Comment by farazbabar 11 hours ago

3 replies

This is not really Veblen situation. A lot of these are primarily money laundering outfits, the artificially high prices, are simply a means of converting cash into bank deposits. Similar schemes exist in art, sculptures, and jewelry. There are some mom and pop type stores that are legit and some of the money goes to actual artists who make these but the ones in Palo Alto (or similarly unattainable rent neighborhood rug shops), are not that.

Spooky23 9 hours ago

That’s internet lore. Nobody is buying a $50,000 rug with cash. If any of the people were, the rug guy wouldn’t have a place to bank. Reality is you can move a few rugs a month and make ok money.

There’s a market for these types of businesses. In my area there’s a dude with a company that sells and maintains $50-150k+ Christmas light and decoration displays. He has ~100 customers. The men’s clothing place I go to is a group of guys hanging out having a good time - it doesn’t look busy, but their 4-5 customers a day are dropping $3-10k/visit.

Stores like that are “laundering” money like the rest of the commercial real estate world… by playing games with various (legal) tax schemes.

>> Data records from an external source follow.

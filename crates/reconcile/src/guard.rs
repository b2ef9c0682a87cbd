//! Optimistic concurrency via the remote digest
//!
//! The digest read most recently travels with every update (in the body)
//! and delete (as a query parameter). Enforcement happens on the remote
//! side; these helpers only place and pick up the token.

use crate::codec::WirePayload;
use crate::types::VersionToken;
use serde_json::Value;

/// Wire name of the version token
pub const DIGEST: &str = "digest";

/// Attach the token to an update body
///
/// Without a token the body is left as-is and the remote applies its own
/// policy.
pub fn attach(body: &mut WirePayload, token: Option<&VersionToken>) {
    if let Some(token) = token {
        body.insert(DIGEST.to_string(), Value::String(token.as_str().to_string()));
    }
}

/// Query parameter carrying the token on delete
pub fn query(token: Option<&VersionToken>) -> Option<(&'static str, String)> {
    token.map(|t| (DIGEST, t.as_str().to_string()))
}

/// Pick the token out of a read response
pub fn extract(wire: &WirePayload) -> Option<VersionToken> {
    wire.get(DIGEST)
        .and_then(Value::as_str)
        .filter(|s| !s.is_empty())
        .map(VersionToken::new)
}
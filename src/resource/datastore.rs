//! Datastores (`/config/datastore`)

use reconcile::schema::{FieldDefault, FieldSpec, ResourceKind, ResourceSchema, SubField, VariantSchema};

const MAINTENANCE_MODE: &[SubField] = &[
    SubField::string("type", "type"),
    SubField::string("message", "message"),
];

/// Per-job notification setting: `always`, `error` or `never`
const NOTIFY: &[SubField] = &[
    SubField::string("gc", "gc"),
    SubField::string("prune", "prune"),
    SubField::string("sync", "sync"),
    SubField::string("verify", "verify"),
];

const TUNING: &[SubField] = &[
    SubField::string("chunk_order", "chunk-order"),
    SubField::integer("gc_atime_cutoff", "gc-atime-cutoff"),
    SubField::boolean("gc_atime_safety_check", "gc-atime-safety-check"),
    SubField::integer("gc_cache_capacity", "gc-cache-capacity"),
    SubField::string("sync_level", "sync-level"),
];

/// S3-backed datastores; `client` names an S3 endpoint id
const BACKEND: &[SubField] = &[
    SubField::string("type", "type"),
    SubField::string("client", "client"),
    SubField::string("bucket", "bucket"),
];

const FIELDS: &[FieldSpec] = &[
    FieldSpec::string("path", "path").required().create_only(),
    FieldSpec::string("comment", "comment"),
    FieldSpec::boolean("disable", "disable").default(FieldDefault::Bool(false)),
    FieldSpec::string("gc_schedule", "gc-schedule"),
    FieldSpec::string("prune_schedule", "prune-schedule"),
    FieldSpec::integer("keep_last", "keep-last"),
    FieldSpec::integer("keep_hourly", "keep-hourly"),
    FieldSpec::integer("keep_daily", "keep-daily"),
    FieldSpec::integer("keep_weekly", "keep-weekly"),
    FieldSpec::integer("keep_monthly", "keep-monthly"),
    FieldSpec::integer("keep_yearly", "keep-yearly"),
    FieldSpec::string("notify_user", "notify-user"),
    FieldSpec::string("notification_mode", "notification-mode"),
    FieldSpec::string("notify_level", "notify-level"),
    FieldSpec::boolean("verify_new", "verify-new"),
    FieldSpec::composite("maintenance_mode", "maintenance-mode", MAINTENANCE_MODE),
    FieldSpec::composite("notify", "notify", NOTIFY),
    FieldSpec::composite("tuning", "tuning", TUNING),
    FieldSpec::string("backing_device", "backing-device").create_only(),
    FieldSpec::composite("backend", "backend", BACKEND).create_only(),
    FieldSpec::boolean("reuse_datastore", "reuse-datastore")
        .write_only()
        .create_only(),
    FieldSpec::boolean("overwrite_in_use", "overwrite-in-use")
        .write_only()
        .create_only(),
];

pub static SCHEMA: ResourceSchema = ResourceSchema {
    kind: ResourceKind::Datastore,
    discriminator: None,
    variants: &[VariantSchema {
        name: "datastore",
        collection: "/config/datastore",
        key: "name",
        fields: FIELDS,
        legacy: &[],
    }],
};
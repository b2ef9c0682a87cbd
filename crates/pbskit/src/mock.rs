//! In-memory [`Api`] for tests.
//!
//! Behaves like the configuration API where it matters for reconciliation:
//! objects carry a digest that is checked on update and delete, the
//! `delete` list clears fields, write-only fields are never echoed back,
//! and missing objects report `NotFound`.
//!
//! ```
//! use pbskit::{Api, ApiPath, MockApi};
//! use serde_json::json;
//!
//! let mock = MockApi::new();
//! mock.register("/config/remote", "name", &["password"]);
//!
//! let remotes = ApiPath::parse("/config/remote");
//! mock.post(&remotes, &json!({"name": "r1", "host": "pbs", "password": "x"})).unwrap();
//!
//! let read = mock.get(&remotes.join("r1")).unwrap();
//! assert_eq!(read["host"], "pbs");
//! assert!(read.get("password").is_none());
//! assert!(read.get("digest").is_some());
//! ```

use crate::client::{Api, Method};
use crate::error::{ApiError, Result};
use crate::path::ApiPath;
use serde_json::{Map, Value};
use std::collections::{BTreeMap, BTreeSet, VecDeque};
use std::sync::{Arc, Mutex, MutexGuard};

/// A request seen by the mock.
#[derive(Debug, Clone, PartialEq)]
pub struct Request {
    pub method: Method,
    /// Path including query, as displayed by [`ApiPath`].
    pub path: String,
    pub body: Option<Value>,
}

#[derive(Debug, Default)]
struct Collection {
    key: String,
    write_only: BTreeSet<String>,
    objects: BTreeMap<String, Map<String, Value>>,
}

#[derive(Debug, Default)]
struct State {
    collections: BTreeMap<String, Collection>,
    rejected: BTreeMap<String, String>,
    failures: VecDeque<ApiError>,
    requests: Vec<Request>,
}

/// Mock API for testing without a server.
///
/// Clones share state, so a test can hand one clone to the code under test
/// and inspect the other.
#[derive(Debug, Clone, Default)]
pub struct MockApi {
    state: Arc<Mutex<State>>,
}

impl MockApi {
    /// Create a mock with no collections.
    #[must_use]
    pub fn new() -> Self {
        Self::default()
    }

    fn lock(&self) -> MutexGuard<'_, State> {
        self.state
            .lock()
            .unwrap_or_else(std::sync::PoisonError::into_inner)
    }

    /// Declare a collection, its key field and the fields it never returns.
    pub fn register(&self, collection: &str, key: &str, write_only: &[&str]) {
        let path = ApiPath::parse(collection).to_string();
        self.lock().collections.insert(
            path,
            Collection {
                key: key.to_string(),
                write_only: write_only.iter().map(|s| (*s).to_string()).collect(),
                objects: BTreeMap::new(),
            },
        );
    }

    /// Make the server reject a wire field as unknown.
    pub fn reject_field(&self, wire: &str, reason: &str) {
        self.lock()
            .rejected
            .insert(wire.to_string(), reason.to_string());
    }

    /// Fail the next request with `error`.
    pub fn fail_next(&self, error: ApiError) {
        self.lock().failures.push_back(error);
    }

    /// Change a stored object as another writer would.
    ///
    /// Returns false if the object does not exist.
    pub fn modify(&self, path: &str, field: &str, value: Value) -> bool {
        let path = ApiPath::parse(path);
        let mut state = self.lock();
        match object_mut(&mut state, &path) {
            Some(object) => {
                object.insert(field.to_string(), value);
                true
            }
            None => false,
        }
    }

    /// Stored object, including write-only fields.
    pub fn object(&self, path: &str) -> Option<Map<String, Value>> {
        let path = ApiPath::parse(path);
        let mut state = self.lock();
        object_mut(&mut state, &path).map(|o| o.clone())
    }

    /// Current digest of a stored object.
    pub fn digest(&self, path: &str) -> Option<String> {
        self.object(path).map(|o| digest(&o))
    }

    /// Requests seen so far.
    pub fn requests(&self) -> Vec<Request> {
        self.lock().requests.clone()
    }

    /// Requests seen so far, except reads.
    pub fn writes(&self) -> Vec<Request> {
        self.requests()
            .into_iter()
            .filter(|r| r.method != Method::Get)
            .collect()
    }

    pub fn clear_requests(&self) {
        self.lock().requests.clear();
    }

    fn handle(&self, method: Method, path: &ApiPath, body: Option<&Value>) -> Result<Value> {
        let mut state = self.lock();
        state.requests.push(Request {
            method,
            path: path.to_string(),
            body: body.cloned(),
        });
        if let Some(error) = state.failures.pop_front() {
            return Err(error);
        }
        match method {
            Method::Get => get(&state, path),
            Method::Post => post(&mut state, path, body),
            Method::Put => put(&mut state, path, body),
            Method::Delete => delete(&mut state, path),
        }
    }
}

impl Api for MockApi {
    fn get(&self, path: &ApiPath) -> Result<Value> {
        self.handle(Method::Get, path, None)
    }

    fn post(&self, path: &ApiPath, body: &Value) -> Result<Value> {
        self.handle(Method::Post, path, Some(body))
    }

    fn put(&self, path: &ApiPath, body: &Value) -> Result<Value> {
        self.handle(Method::Put, path, Some(body))
    }

    fn delete(&self, path: &ApiPath) -> Result<Value> {
        self.handle(Method::Delete, path, None)
    }
}

fn digest(object: &Map<String, Value>) -> String {
    let canonical = Value::Object(object.clone()).to_string();
    blake3::hash(canonical.as_bytes()).to_hex()[..32].to_string()
}

fn not_found(path: &ApiPath) -> ApiError {
    ApiError::NotFound {
        path: path.to_string(),
        message: format!("{} does not exist", path.last().unwrap_or_default()),
    }
}

fn object_mut<'a>(state: &'a mut State, path: &ApiPath) -> Option<&'a mut Map<String, Value>> {
    let parent = path.parent()?.to_string();
    let name = path.last()?;
    state.collections.get_mut(&parent)?.objects.get_mut(name)
}

fn check_rejected(state: &State, body: &Map<String, Value>) -> Result<()> {
    let fields: BTreeMap<String, String> = body
        .keys()
        .filter_map(|k| state.rejected.get(k).map(|r| (k.clone(), r.clone())))
        .collect();
    if fields.is_empty() {
        Ok(())
    } else {
        Err(ApiError::Validation {
            message: "parameter verification errors".to_string(),
            fields,
        })
    }
}

fn body_object(body: Option<&Value>) -> Result<Map<String, Value>> {
    match body {
        Some(Value::Object(map)) => Ok(map.clone()),
        _ => Err(ApiError::http("request body must be an object", Some(400))),
    }
}

fn get(state: &State, path: &ApiPath) -> Result<Value> {
    if let Some(collection) = state.collections.get(&path.to_string()) {
        let items = collection
            .objects
            .values()
            .map(|o| Value::Object(visible(collection, o)))
            .collect();
        return Ok(Value::Array(items));
    }
    let parent = path.parent().ok_or_else(|| not_found(path))?;
    let collection = state
        .collections
        .get(&parent.to_string())
        .ok_or_else(|| not_found(path))?;
    let object = path
        .last()
        .and_then(|name| collection.objects.get(name))
        .ok_or_else(|| not_found(path))?;
    Ok(Value::Object(visible(collection, object)))
}

fn visible(collection: &Collection, object: &Map<String, Value>) -> Map<String, Value> {
    let mut shown: Map<String, Value> = object
        .iter()
        .filter(|(k, _)| !collection.write_only.contains(*k))
        .map(|(k, v)| (k.clone(), v.clone()))
        .collect();
    shown.insert("digest".to_string(), Value::String(digest(object)));
    shown
}

fn post(state: &mut State, path: &ApiPath, body: Option<&Value>) -> Result<Value> {
    let object = body_object(body)?;
    check_rejected(state, &object)?;
    let collection = state
        .collections
        .get_mut(&path.to_string())
        .ok_or_else(|| not_found(path))?;
    let name = object
        .get(&collection.key)
        .and_then(Value::as_str)
        .ok_or_else(|| ApiError::Validation {
            message: "parameter verification errors".to_string(),
            fields: BTreeMap::from([(collection.key.clone(), "property is missing".to_string())]),
        })?
        .to_string();
    if collection.objects.contains_key(&name) {
        return Err(ApiError::http(format!("'{name}' already exists"), Some(400)));
    }
    collection.objects.insert(name, object);
    Ok(Value::Null)
}

fn put(state: &mut State, path: &ApiPath, body: Option<&Value>) -> Result<Value> {
    let mut changes = body_object(body)?;
    let expected = changes.remove("digest");
    let removals = changes.remove("delete");
    check_rejected(state, &changes)?;

    let object = object_mut(state, path).ok_or_else(|| not_found(path))?;
    if let Some(expected) = expected {
        if expected.as_str() != Some(digest(object).as_str()) {
            return Err(ApiError::conflict());
        }
    }
    if let Some(Value::Array(removals)) = removals {
        for field in removals.iter().filter_map(Value::as_str) {
            object.remove(field);
        }
    }
    for (k, v) in changes {
        object.insert(k, v);
    }
    Ok(Value::Null)
}

fn delete(state: &mut State, path: &ApiPath) -> Result<Value> {
    let object = object_mut(state, path).ok_or_else(|| not_found(path))?;
    if let Some(expected) = path.query_value("digest") {
        if expected != digest(object) {
            return Err(ApiError::conflict());
        }
    }
    let parent = path.parent().map(|p| p.to_string()).unwrap_or_default();
    if let (Some(collection), Some(name)) = (state.collections.get_mut(&parent), path.last()) {
        collection.objects.remove(name);
    }
    Ok(Value::Null)
}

They are no more illegal than a Hampton Inn or AirBnb guy.

Real money laundering places are restaurant/bar, laundromats, arcades, and low income residential.

  • farazbabar 8 hours ago

    Tax schemes are there to save taxes using legalism loopholes, these places are happy to pay the taxes on "cash" purchases to bank the proceeds. Nobody is buying 50K rugs is correct, most of the transactions are self reported for the purpose of paying taxes and depositing funds. IRS and fincen are not in it together, in fact IRS encourages people to pay taxes on ill gotten gains.

jrmg 10 hours ago

What kind of dirty money do you believe these stores are laundering? What kind of illegal businesses/schemes are the source of it?